**The task:**
Filter the entries down to the lines containing "entry", and copy those lines.

BEGIN Material to process

#[cfg(test)]
mod tests {
    use super::*;

    struct Fixture {
        params: ParamSet,
        models: ModelRegistry,
        defaults: GenerationDefaults,
    }

    impl Fixture {
        fn new() -> Self {
            Self {
                params: ParamSet::new(),
                models: ModelRegistry::with_builtin_models(),
                defaults: GenerationDefaults::default(),
            }
        }

        fn ctx(&self) -> GenerationContext<'_> {
            GenerationContext::new(&self.params, &self.models, &self.defaults)
        }
    }

    fn with_image_and_vae(ctx: &mut GenerationContext<'_>) {
        let loader = ctx
            .create_node_with_id(
                "CheckpointLoaderSimple",
                inputs([("ckpt_name", "m".into())]),
                "4",
            )
            .expect("loader should be created");
        ctx.current_vae = Some(loader.out(2));
        let image = ctx
            .create_node_with_id("LoadImage", inputs([("image", "in.png".into())]), "15")
            .expect("image should be created");
        ctx.advance_media(image.out(0), MediaKind::RawImage);
    }

    #[test]
    fn test_dynamic_ids_start_at_base_and_increase() {
        let fixture = Fixture::new();
        let mut ctx = fixture.ctx();
        let a = ctx
            .create_node("EmptyLatentImage", NodeInputs::new())
            .expect("node should be created");
        let b = ctx
            .create_node("EmptyLatentImage", NodeInputs::new())
            .expect("node should be created");
        assert_eq!(a.as_str(), "50000");
        assert_eq!(b.as_str(), "50001");
    }

    #[test]
    fn test_dynamic_id_skips_taken_ids() {
        let fixture = Fixture::new();
        let mut ctx = fixture.ctx();
        ctx.create_node_with_id("X", NodeInputs::new(), "50000")
            .expect("stable node should be created");
        assert_eq!(ctx.next_dynamic_id(), "50001");
    }

    #[test]
    fn test_ensure_kind_is_idempotent() {
        let fixture = Fixture::new();
        let mut ctx = fixture.ctx();
        with_image_and_vae(&mut ctx);

        let first = ctx.ensure_kind(MediaKind::Latent).expect("encode should work");
        let second = ctx.ensure_kind(MediaKind::Latent).expect("second call is a no-op");
        assert_eq!(first, second);
        assert_eq!(ctx.graph().count_of_type("VAEEncode"), 1);
    }

    #[test]
    fn test_ensure_kind_without_vae_fails() {
        let fixture = Fixture::new();
        let mut ctx = fixture.ctx();
        let image = ctx
            .create_node_with_id("LoadImage", NodeInputs::new(), "15")
            .expect("image should be created");
        ctx.advance_media(image.out(0), MediaKind::RawImage);

        let err = ctx
            .ensure_kind(MediaKind::Latent)
            .expect_err("encode without a VAE should fail");
        assert!(err.to_string().contains("no VAE loaded"));
    }

    #[test]
    fn test_joint_latent_round_trip_keeps_audio() {
        let fixture = Fixture::new();
        let mut ctx = fixture.ctx();
        with_image_and_vae(&mut ctx);
        let joint = ctx
            .create_node("SwarmKSampler", NodeInputs::new())
            .expect("sampler should be created");
        ctx.set_media(MediaCursor::new(joint.out(0), MediaKind::LatentAudioVideo));

        ctx.ensure_kind(MediaKind::Latent).expect("separate should work");
        let held_audio = ctx
            .media()
            .and_then(|m| m.audio_latent.clone())
            .expect("separation should hold the audio latent");

        let rejoined = ctx
            .ensure_kind(MediaKind::LatentAudioVideo)
            .expect("attach should work");
        let concat = ctx
            .graph()
            .get(&rejoined.node)
            .expect("concat node should exist");
        assert_eq!(concat.class_type, "LTXVConcatAVLatent");
        assert_eq!(concat.link("audio_latent"), Some(&held_audio));
        assert_eq!(ctx.graph().count_of_type("LTXVEmptyLatentAudio"), 0);
    }

    #[test]
    fn test_attach_audio_without_held_latent_needs_audio_vae() {
        let fixture = Fixture::new();
        let mut ctx = fixture.ctx();
        with_image_and_vae(&mut ctx);
        ctx.ensure_kind(MediaKind::Latent).expect("encode should work");

        assert!(ctx.ensure_kind(MediaKind::LatentAudioVideo).is_err());

        let audio_vae = ctx
            .create_node("LTXVAudioVAELoader", NodeInputs::new())
            .expect("loader should be created");
        ctx.audio_vae = Some(audio_vae.out(0));
        ctx.ensure_kind(MediaKind::LatentAudioVideo)
            .expect("attach should work with an audio VAE");
        assert_eq!(ctx.graph().count_of_type("LTXVEmptyLatentAudio"), 1);
    }

    #[test]
    fn test_advance_media_keeps_fps() {
        let fixture = Fixture::new();
        let mut ctx = fixture.ctx();
        with_image_and_vae(&mut ctx);
        ctx.set_media_fps(24);
        ctx.advance_media(NodeRef::new("4", 0), MediaKind::RawImage);
        assert_eq!(ctx.media().and_then(|m| m.fps), Some(24));
    }

    #[test]
    fn test_checkpoint_loader_is_reused() {
        let fixture = Fixture::new();
        let mut ctx = fixture.ctx();
        let entry = fixture
            .models
            .get("ltx-2-19b-dev")
            .expect("builtin model")
            .clone();

        let first = ctx.load_checkpoint(&entry, None).expect("load should work");
        let second = ctx.load_checkpoint(&entry, None).expect("load should work");
        let pinned = ctx
            .load_checkpoint(&entry, Some("20"))
            .expect("pinned load should work");

        assert_eq!(first, second);
        assert_eq!(pinned.model, NodeRef::new("20", 0));
        assert_eq!(ctx.graph().count_of_type("CheckpointLoaderSimple"), 2);
    }

    #[test]
    fn test_media_as_raw_image_without_media() {
        let fixture = Fixture::new();
        let mut ctx = fixture.ctx();
        assert_eq!(ctx.media_as_raw_image().expect("no media is not an error"), None);
    }
}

END Material to process

**Exercise output:**
        let entry = fixture
        let first = ctx.load_checkpoint(&entry, None).expect("load should work");
        let second = ctx.load_checkpoint(&entry, None).expect("load should work");
            .load_checkpoint(&entry, Some("20"))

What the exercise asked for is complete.